Just look, Don't touch

1.4K 173 142
                                    

*Sadece bölüm için buradayım, yorumlarınızı cevaplayamazsam üzgünüm, sonra kesinlikle bakacağım*

Chanyeol bütün bu karışıklığın içindeki Jongin'i izliyordu. Albümün bütün işleri kazasız belasız bitmiş, geriye yalnızca kapak çekimleri kalmıştı. Kıyafetlerin konsepte uygun ayarlanması da dahil her işle Jongin tek başına ilgileniyordu ve açıkçası bundan da zevk alıyor gibiydi. Tamam, belki Do Kyungsoo 35 yaşında bir adamdı ama 50 yaşında da değildi yahu! Seçtiği kıyafetler minik adamı olduğundan çok daha yaşlı gösteriyordu. Yakında torunu eline verilecekmiş gibi bir beklentisi vardı yüzünde de.

Kadife ceketle koştururken kolundan tutup onu bulunduğu karanlık bölgeye çekti uzun olan.

"Sence de biraz abartmıyor musun? Onu bir rock-star gibi giydirmen gerekirken trot* şarkıcılarına benzedi."

(*Trot Koreliler'in geleneksel halk müziği.)

"Gayet de yakışıklı görünüyor bir kere!"

"O yüzünden dolayı salak. Seninle bir alakası yok. Eğer çocuğa düzgün kıyafet vermezsen çekimi iptal edeceğim. Gerekçesi de senin sabotelerin olacak."

Ağzını bir açıp bir kapadı Jongin. Ne diyeceğini bilemiyor, şaşkınlıkla menajerini dinliyordu.

"Onu neden sabote edeyim?" En sonunda ağzından kelimeler döküldü.

Karşılık olarak ise ellerini beline koymuş bir Chanyeol'le göz göze geldi. Arkadaşı komik durduğu kadar korkutucuydu da. Gülmekle kaçmak arasında kalmıştı. Yine de onun neden böyle bir tepki verdiğini bildiği için ağzını açmamakta karar kıldı. Başı daha büyük derde girebilirdi.
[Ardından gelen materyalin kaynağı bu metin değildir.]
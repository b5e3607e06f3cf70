//! Helpers shared by the integration tests.

use rand::RngCore;

/// Every roll is 0.0: easy and medium always blunder into the lowest cell,
/// and every promo code character is the first of the alphabet.
pub struct ZeroRng;

impl RngCore for ZeroRng {
    fn next_u32(&mut self) -> u32 {
        0
    }

    fn next_u64(&mut self) -> u64 {
        0
    }

    fn fill_bytes(&mut self, dst: &mut [u8]) {
        dst.fill(0);
    }
}
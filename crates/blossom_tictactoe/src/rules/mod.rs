//! Game rules for tic-tac-toe.
//!
//! Pure functions over a [`Board`] snapshot. Nothing here mutates the board
//! or keeps state between calls.

pub mod draw;
pub mod win;

pub use draw::{is_draw, is_full};
pub use win::{Line, WINNING_LINES, check_winner};

use crate::types::{Board, Player};
use serde::{Deserialize, Serialize};
use tracing::instrument;

/// Index of the center square.
pub const CENTER: usize = 4;

/// Corner indices in preference order.
pub const CORNERS: [usize; 4] = [0, 2, 6, 8];

/// Terminal result of a game.
#[derive(Debug, Clone, Copy, PartialEq, Eq, Hash, Serialize, Deserialize)]
pub enum Outcome {
    /// A player completed a line.
    Win {
        /// The winning player.
        winner: Player,
        /// The completed line.
        line: Line,
    },
    /// The board is full and nobody completed a line.
    Draw,
}

impl Outcome {
    /// Returns the winner, or `None` for a draw.
    pub fn winner(&self) -> Option<Player> {
        match self {
            Outcome::Win { winner, .. } => Some(*winner),
            Outcome::Draw => None,
        }
    }

    /// Returns the winning line, or `None` for a draw.
    pub fn line(&self) -> Option<Line> {
        match self {
            Outcome::Win { line, .. } => Some(*line),
            Outcome::Draw => None,
        }
    }
}

/// Evaluates a board.
///
/// Returns `None` while the game is undecided. A completed line is checked
/// before fullness, so a full board with three in a row is a win, not a draw.
#[instrument]
pub fn evaluate(board: &Board) -> Option<Outcome> {
    if let Some((winner, line)) = check_winner(board) {
        return Some(Outcome::Win { winner, line });
    }
    if is_full(board) {
        return Some(Outcome::Draw);
    }
    None
}
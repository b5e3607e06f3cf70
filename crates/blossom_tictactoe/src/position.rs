//! Named board positions.

use serde::{Deserialize, Serialize};

/// A position on the tic-tac-toe board (0-8).
#[derive(
    Debug, Clone, Copy, PartialEq, Eq, Hash, Serialize, Deserialize, strum::EnumIter,
)]
pub enum Position {
    /// Top-left (position 0)
    TopLeft,
    /// Top-center (position 1)
    TopCenter,
    /// Top-right (position 2)
    TopRight,
    /// Middle-left (position 3)
    MiddleLeft,
    /// Center (position 4)
    Center,
    /// Middle-right (position 5)
    MiddleRight,
    /// Bottom-left (position 6)
    BottomLeft,
    /// Bottom-center (position 7)
    BottomCenter,
    /// Bottom-right (position 8)
    BottomRight,
}

impl Position {
    /// All 9 positions in index order.
    pub const ALL: [Position; 9] = [
        Position::TopLeft,
        Position::TopCenter,
        Position::TopRight,
        Position::MiddleLeft,
        Position::Center,
        Position::MiddleRight,
        Position::BottomLeft,
        Position::BottomCenter,
        Position::BottomRight,
    ];

    /// Get label for this position (for display).
    pub fn label(&self) -> &'static str {
        match self {
            Position::TopLeft => "Top-left",
            Position::TopCenter => "Top-center",
            Position::TopRight => "Top-right",
            Position::MiddleLeft => "Middle-left",
            Position::Center => "Center",
            Position::MiddleRight => "Middle-right",
            Position::BottomLeft => "Bottom-left",
            Position::BottomCenter => "Bottom-center",
            Position::BottomRight => "Bottom-right",
        }
    }

    /// Converts position to board index (0-8).
    pub fn to_index(self) -> usize {
        self as usize
    }

    /// Creates position from board index.
    pub fn from_index(index: usize) -> Option<Self> {
        Self::ALL.get(index).copied()
    }
}

impl std::fmt::Display for Position {
    fn fmt(&self, f: &mut std::fmt::Formatter<'_>) -> std::fmt::Result {
        write!(f, "{}", self.label())
    }
}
"Çünkü onun yakışıklı görünmesini istemiyorsun. En azından başkalarına karşı. Ama onu sahiplenemiyorsun da. Söyle artık ona. Anladığına eminim."

Omuzları düştü Jongin'in. Açılmasını istemediği konuya giriş yapılmıştı. Kyungsoo'ya her şeyi belli ettiğini kendi de biliyordu. Hele ki geçen günkü konuşmadan sonra. Ancak gidip de itiraf edemezdi ki. Hislerinin karşılığını beklediğinden değil, tam tersi eğer karşılık alırsa sonunun ne olacağından. Ne sıkıntılar çekeceğinden. O zaten içine kapanık ve kendini anlatmayı sevmeyen biriydi. Yollarca girdiği delikten çıkmamış, eğer Jongin onu bulmasa hiç de çıkmayacak biri. Nasıl olur da hayatını daha da zorlaştırırdı?

"Chanyeol. Anlamıyorsun..."

Öfledi uzun adam. "Anlıyorum, emin ol biliyorum. Ama en sonunda o gidecek ve yine tek başına olacaksın. Bu riski almaya hazır mısın Kai?"

Ve o an daha önce kafasında oluşturmaktan kaçındığı senaryolar doldu hücrelerine.

Ya giderse?

***

Kyungsoo kendine demlediği çaydan bir bardak alıp salona geçtiğinde kapısının çalınmasını beklemiyordu. Gecenin bu saatinde kimin gelebileceğini düşündü bir süre. Ama kapı sanki kırılacakmış gibi çalıyordu. Eski evine geri taşınmıştı şimdilik. Neler yapacağını düşünüyordu Seul'de kaldığı sürece. Buraya sonsuza kadar tutunamayacağını biliyordu.

Kapının deliğinden baktı kimin geldiğine. Gördüğü suratla bir gülümseme oturmuştu yüzüne. Düşünmeden açtı. Ancak sonrasında anlayabilmişti vaziyeti. Jongin tamamen alkol kokan bir şekilde kapısına dayanmıştı. Kravatı çözülmüştü, ceketini baş parmağında tutuyordu sırtına yaslayarak, saçları darmadağınıktı. Bir bakıma seksiydi ama yine de onu bu hale getirenin ne olduğunu merak ediyordu.